The low angle of the sunlight added detail and depth to the surfaces of the butte and mesas.

Factory Butte

North Caineville Mesa and off-road vehicle "recreation area"

South Caineville Mesa and off-road vehicle "recreation area"

After photographing the view from above, we drove down into the "recreation area" for off-road vehicles.

North Caineville Mesa looked beautiful . . .

. . . but the Mancos shale hills looked ominous in the shadows:

Time to move on . . .

We continued east to Hanksville, but instead of retracing our route back to Green River, Moab, etc., we turned south at Hanksville on Utah highway 95 toward the Glen Canyon National Recreation Area in order to visit Natural Bridges National Monument.

The area that comprises Natural Bridges National Monument was set aside in 1908 by President Theodore Roosevelt, becoming Utah's first National Park Service area.

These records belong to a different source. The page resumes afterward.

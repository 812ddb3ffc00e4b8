use tracing::debug;

use crate::{
    executor::{
        insert::write_row,
        predicate::{RowScope, evaluate, is_true},
        scan::{choose_access_path, collect_rows},
    },
    planner::{
        expression::Expression,
        statement::{DeletePlan, UpdatePlan},
    },
    storage::{
        node::encode_rowid,
        pager::Pager,
        schema::{Catalog, TableSchema},
    },
    types::{RowId, error::DatabaseError, row::Row, value::Value},
};

/// Remove a stored row and its index entries.
pub fn remove_row(
    pager: &mut Pager,
    catalog: &mut Catalog,
    table: &TableSchema,
    row_id: RowId,
    values: &[Value],
) -> Result<(), DatabaseError> {
    for index in catalog.indexes_for(&table.table_name) {
        let mut tree = index.tree();
        if !tree.delete(pager, &index.entry_key(values, row_id))? {
            return Err(DatabaseError::corrupt(
                index.root_page_id,
                format!("index '{}' is missing the entry for rowid {row_id}", index.index_name),
            ));
        }
        catalog.set_index_root(pager, &index.index_name, tree.root())?;
    }
    let mut tree = catalog.get_table(&table.table_name)?.tree();
    tree.delete(pager, &encode_rowid(row_id))?;
    catalog.set_table_root(pager, &table.table_name, tree.root())?;
    Ok(())
}

/// Rows of `table` matching an optional condition, read before any change
/// is made.
fn matching_rows(
    pager: &Pager,
    catalog: &Catalog,
    table: &TableSchema,
    condition: Option<&Expression>,
) -> Result<Vec<Row>, DatabaseError> {
    let indexes = catalog.indexes_for(&table.table_name);
    let path = choose_access_path(table, None, &indexes, condition)?;
    let mut rows = Vec::new();
    for row in collect_rows(pager, table, path)? {
        let keep = match condition {
            Some(condition) => {
                let row_id = row.row_id.unwrap_or_default();
                is_true(condition, &RowScope::new(table, None, row_id, &row.values))?
            }
            None => true,
        };
        if keep {
            rows.push(row);
        }
    }
    Ok(rows)
}

pub fn execute_delete(pager: &mut Pager, catalog: &mut Catalog, plan: &DeletePlan) -> Result<u64, DatabaseError> {
    let table = catalog.get_table(&plan.table_name)?.clone();
    let rows = matching_rows(pager, catalog, &table, plan.condition.as_ref())?;
    for row in &rows {
        let row_id = row.row_id.unwrap_or_default();
        remove_row(pager, catalog, &table, row_id, &row.values)?;
    }
    debug!(table = %table.table_name, rows = rows.len(), "deleted rows");
    Ok(rows.len() as u64)
}

/// Every new row is computed before anything is written. Old rows are then
/// all removed before the new ones go in, so rows may swap unique values or
/// rowids within one statement.
pub fn execute_update(pager: &mut Pager, catalog: &mut Catalog, plan: &UpdatePlan) -> Result<u64, DatabaseError> {
    let table = catalog.get_table(&plan.table_name)?.clone();
    let mut targets = Vec::with_capacity(plan.assignments.len());
    for assignment in &plan.assignments {
        let position = table.column_index_or_err(&assignment.column)?;
        if targets.iter().any(|(p, _)| *p == position) {
            return Err(DatabaseError::exec(format!(
                "column '{}' assigned more than once",
                assignment.column
            )));
        }
        targets.push((position, &assignment.value));
    }

    let rows = matching_rows(pager, catalog, &table, plan.condition.as_ref())?;
    let mut updated = Vec::with_capacity(rows.len());
    for row in &rows {
        let old_id = row.row_id.unwrap_or_default();
        let scope = RowScope::new(&table, None, old_id, &row.values);
        let mut values = row.values.clone();
        for (position, expression) in &targets {
            values[*position] = evaluate(expression, &scope)?;
        }
        let row_id = match table.rowid_alias.map(|p| &values[p]) {
            Some(Value::Integer(id)) => *id,
            _ => old_id,
        };
        if let Some(position) = table.rowid_alias {
            if values[position].is_null() {
                values[position] = Value::Integer(row_id);
            }
        }
        updated.push((row_id, table.validate_row(values)?));
    }

    for row in &rows {
        remove_row(pager, catalog, &table, row.row_id.unwrap_or_default(), &row.values)?;
    }
    for (row_id, values) in &updated {
        write_row(pager, catalog, &table, *row_id, values)?;
    }
    debug!(table = %table.table_name, rows = updated.len(), "updated rows");
    Ok(updated.len() as u64)
}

Natural bridges are formed by the flow of water through and beneath a sandstone wall.  Arches, on the other hand, such as those in Arches National Park, are created by the fracturing of sandstone from the repeated freezing and thawing of water in cracks of the stone.  If you would like to learn more about the geology of Natural Bridges National Monument, click here.

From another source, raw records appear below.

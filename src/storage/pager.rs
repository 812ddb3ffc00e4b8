use std::collections::BTreeMap;

use tracing::{debug, error, info, trace};

use crate::{
    config::{DatabaseConfig, StorageMode},
    storage::{
        backing::{BackingStore, FileStore, MemoryStore},
        header::DatabaseHeader,
    },
    types::{
        HEADER_SIZE, PageId,
        error::DatabaseError,
        page::{Page, PageType},
    },
};

/// Page store: allocation, free list and the dirty-page set over one
/// backing store.
///
/// Every write goes to the dirty set. `commit` flushes it together with the
/// header; `rollback` drops it and restores the header as of the last
/// commit, which is how a failed statement leaves no trace.
///
/// Pages are written in place with the header last and there is no
/// journal. A commit that fails part way leaves the backing store torn, so
/// the pager refuses all further work until it is reopened.
pub struct Pager {
    store: Box<dyn BackingStore>,
    page_size: usize,
    max_page_count: u64,
    sync_on_commit: bool,
    header: DatabaseHeader,
    committed_header: DatabaseHeader,
    dirty: BTreeMap<PageId, Page>,
    poisoned: bool,
}

impl Pager {
    pub fn open(config: &DatabaseConfig) -> Result<Self, DatabaseError> {
        config.validate()?;
        let store: Box<dyn BackingStore> = match &config.storage {
            StorageMode::Memory => Box::new(MemoryStore::new()),
            StorageMode::File(path) => Box::new(FileStore::open(path)?),
        };
        Self::with_store(store, config)
    }

    pub fn with_store(store: Box<dyn BackingStore>, config: &DatabaseConfig) -> Result<Self, DatabaseError> {
        let len = store.len()?;
        if len == 0 {
            info!(store = %store.describe(), page_size = config.page_size, "creating new database");
            let header = DatabaseHeader::new(config.page_size);
            let mut pager = Self {
                store,
                page_size: config.page_size,
                max_page_count: config.max_page_count,
                sync_on_commit: config.sync_on_commit,
                committed_header: header.clone(),
                header,
                dirty: BTreeMap::new(),
                poisoned: false,
            };
            let catalog_root = pager.allocate(PageType::LeafTable)?;
            pager.header.catalog_root = catalog_root;
            pager.commit()?;
            return Ok(pager);
        }

        let mut header_bytes = vec![0u8; HEADER_SIZE];
        store.read_at(0, &mut header_bytes)?;
        let header = DatabaseHeader::from_bytes(&header_bytes)?;
        let page_size = header.page_size as usize;
        let expected_len = HEADER_SIZE as u64 + header.page_count * page_size as u64;
        if len < expected_len {
            return Err(DatabaseError::InvalidHeader {
                reason: format!(
                    "file holds {} bytes but header declares {} pages ({} bytes)",
                    len, header.page_count, expected_len
                ),
            });
        }
        if page_size != config.page_size {
            debug!(
                configured = config.page_size,
                stored = page_size,
                "using page size recorded in database header"
            );
        }
        info!(
            store = %store.describe(),
            page_count = header.page_count,
            free_pages = header.freelist_count,
            "opened existing database"
        );
        Ok(Self {
            store,
            page_size,
            max_page_count: config.max_page_count,
            sync_on_commit: config.sync_on_commit,
            committed_header: header.clone(),
            header,
            dirty: BTreeMap::new(),
            poisoned: false,
        })
    }

    pub fn page_size(&self) -> usize {
        self.page_size
    }

    pub fn header(&self) -> &DatabaseHeader {
        &self.header
    }

    pub fn page_count(&self) -> u64 {
        self.header.page_count
    }

    pub fn catalog_root(&self) -> PageId {
        self.header.catalog_root
    }

    pub fn set_catalog_root(&mut self, root: PageId) {
        self.header.catalog_root = root;
    }

    pub fn bump_schema_cookie(&mut self) {
        self.header.schema_cookie = self.header.schema_cookie.wrapping_add(1);
    }

    /// True once a commit has failed; the store must be reopened.
    pub fn is_poisoned(&self) -> bool {
        self.poisoned
    }

    fn check_usable(&self) -> Result<(), DatabaseError> {
        if self.poisoned {
            return Err(DatabaseError::Io(std::io::Error::other(
                "an earlier commit failed part way; reopen the database",
            )));
        }
        Ok(())
    }

    pub fn has_uncommitted_changes(&self) -> bool {
        !self.dirty.is_empty() || self.header != self.committed_header
    }

    fn page_offset(&self, page_id: PageId) -> u64 {
        HEADER_SIZE as u64 + (page_id - 1) * self.page_size as u64
    }

    fn check_bounds(&self, page_id: PageId) -> Result<(), DatabaseError> {
        if page_id == 0 || page_id > self.header.page_count {
            return Err(DatabaseError::corrupt(
                page_id,
                format!("page out of range (page count {})", self.header.page_count),
            ));
        }
        Ok(())
    }

    /// Hand out a fresh page of the given kind, reusing the free list first.
    pub fn allocate(&mut self, page_type: PageType) -> Result<PageId, DatabaseError> {
        self.check_usable()?;
        let page_id = match self.header.freelist_head {
            Some(free_id) => {
                let free_page = self.read(free_id)?;
                if free_page.page_type != PageType::Free {
                    return Err(DatabaseError::corrupt(
                        free_id,
                        format!("free list entry has type {:?}", free_page.page_type),
                    ));
                }
                self.header.freelist_head = free_page.link;
                self.header.freelist_count = self.header.freelist_count.saturating_sub(1);
                free_id
            }
            None => {
                if self.header.page_count >= self.max_page_count {
                    return Err(DatabaseError::StorageFull {
                        max_pages: self.max_page_count,
                    });
                }
                self.header.page_count += 1;
                self.header.page_count
            }
        };
        debug!(page_id, ?page_type, "allocated page");
        self.dirty
            .insert(page_id, Page::new(page_id, page_type, self.page_size));
        Ok(page_id)
    }

    pub fn read(&self, page_id: PageId) -> Result<Page, DatabaseError> {
        self.check_usable()?;
        self.check_bounds(page_id)?;
        if let Some(page) = self.dirty.get(&page_id) {
            return Ok(page.clone());
        }
        let mut buffer = vec![0u8; self.page_size];
        self.store.read_at(self.page_offset(page_id), &mut buffer)?;
        Page::from_bytes(page_id, &buffer)
    }

    pub fn write(&mut self, page: Page) -> Result<(), DatabaseError> {
        self.check_usable()?;
        self.check_bounds(page.page_id)?;
        if page.page_size() != self.page_size {
            return Err(DatabaseError::exec(format!(
                "page {} has size {}, database uses {}",
                page.page_id,
                page.page_size(),
                self.page_size
            )));
        }
        trace!(page_id = page.page_id, page_type = ?page.page_type, "page dirtied");
        self.dirty.insert(page.page_id, page);
        Ok(())
    }

    /// Return a page to the free list.
    pub fn free(&mut self, page_id: PageId) -> Result<(), DatabaseError> {
        self.check_usable()?;
        self.check_bounds(page_id)?;
        let mut page = Page::new(page_id, PageType::Free, self.page_size);
        page.link = self.header.freelist_head;
        self.dirty.insert(page_id, page);
        self.header.freelist_head = Some(page_id);
        self.header.freelist_count += 1;
        debug!(page_id, free_pages = self.header.freelist_count, "freed page");
        Ok(())
    }

    /// Flush the dirty set and the header to the backing store.
    ///
    /// On failure the pager is poisoned: some pages may already be on disk.
    pub fn commit(&mut self) -> Result<(), DatabaseError> {
        self.check_usable()?;
        if !self.has_uncommitted_changes() {
            return Ok(());
        }
        self.header.file_change_counter = self.header.file_change_counter.wrapping_add(1);
        let flushed = self.dirty.len();
        if let Err(e) = self.flush() {
            self.poisoned = true;
            error!(error = %e, "commit failed part way, pager poisoned");
            return Err(e);
        }
        self.dirty.clear();
        self.committed_header = self.header.clone();
        debug!(
            pages = flushed,
            page_count = self.header.page_count,
            change_counter = self.header.file_change_counter,
            "committed"
        );
        Ok(())
    }

    fn flush(&mut self) -> Result<(), DatabaseError> {
        for (&page_id, page) in &self.dirty {
            let offset = self.page_offset(page_id);
            self.store.write_at(offset, &page.to_bytes())?;
        }
        self.store.write_at(0, &self.header.to_bytes())?;
        if self.sync_on_commit {
            self.store.sync()?;
        }
        Ok(())
    }

    /// Discard everything written since the last commit.
    pub fn rollback(&mut self) {
        let discarded = self.dirty.len();
        self.dirty.clear();
        self.header = self.committed_header.clone();
        debug!(pages = discarded, "rolled back dirty pages");
    }

    /// Ids on the free list, head first.
    pub fn free_pages(&self) -> Result<Vec<PageId>, DatabaseError> {
        let mut pages = Vec::new();
        let mut next = self.header.freelist_head;
        while let Some(page_id) = next {
            if pages.len() as u64 > self.header.page_count {
                return Err(DatabaseError::corrupt(page_id, "free list contains a cycle"));
            }
            pages.push(page_id);
            next = self.read(page_id)?.link;
        }
        Ok(pages)
    }
}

There are three large natural bridges in the monument area.  They are visible from above, but at a distance, so we chose one to hike down to one of them via stairs, ladders, and switchback trails along the walls of the canyon.

The bridge we chose is called "Sipapu," which means "place of emergence," an entryway or portal by which the Hopi people believe their ancestors came into this world.

Sipapu is the largest of the three bridges in the park, and the second largest natural bridge in the United States.  (Rainbow Bridge in southern Utah is the largest.)  It is 220 feet above the canyon floor, and its span is 268 feet -- almost large enough to accommodate the U.S. Capitol dome, which is 288 feet high and 96 feet in diameter.

On the floor of the canyon, we hiked downstream for a couple of miles in search of pueblo ruins tucked in under the canyon wall overhangs.

Though there was scant water in the stream that flows through the canyon -- which carved all the bridges and overhangs -- you can see how high the water rises on some occasions by the height of the debris wrapped around this tree trunk:

Eventually we spotted some ruins in the cliffs, but access was too steep for us:

Our time was running short if we were to get back to Albuquerque on this day, so we retraced our steps and headed for home.

I hope you have enjoyed the story and images from our photo expedition to Utah.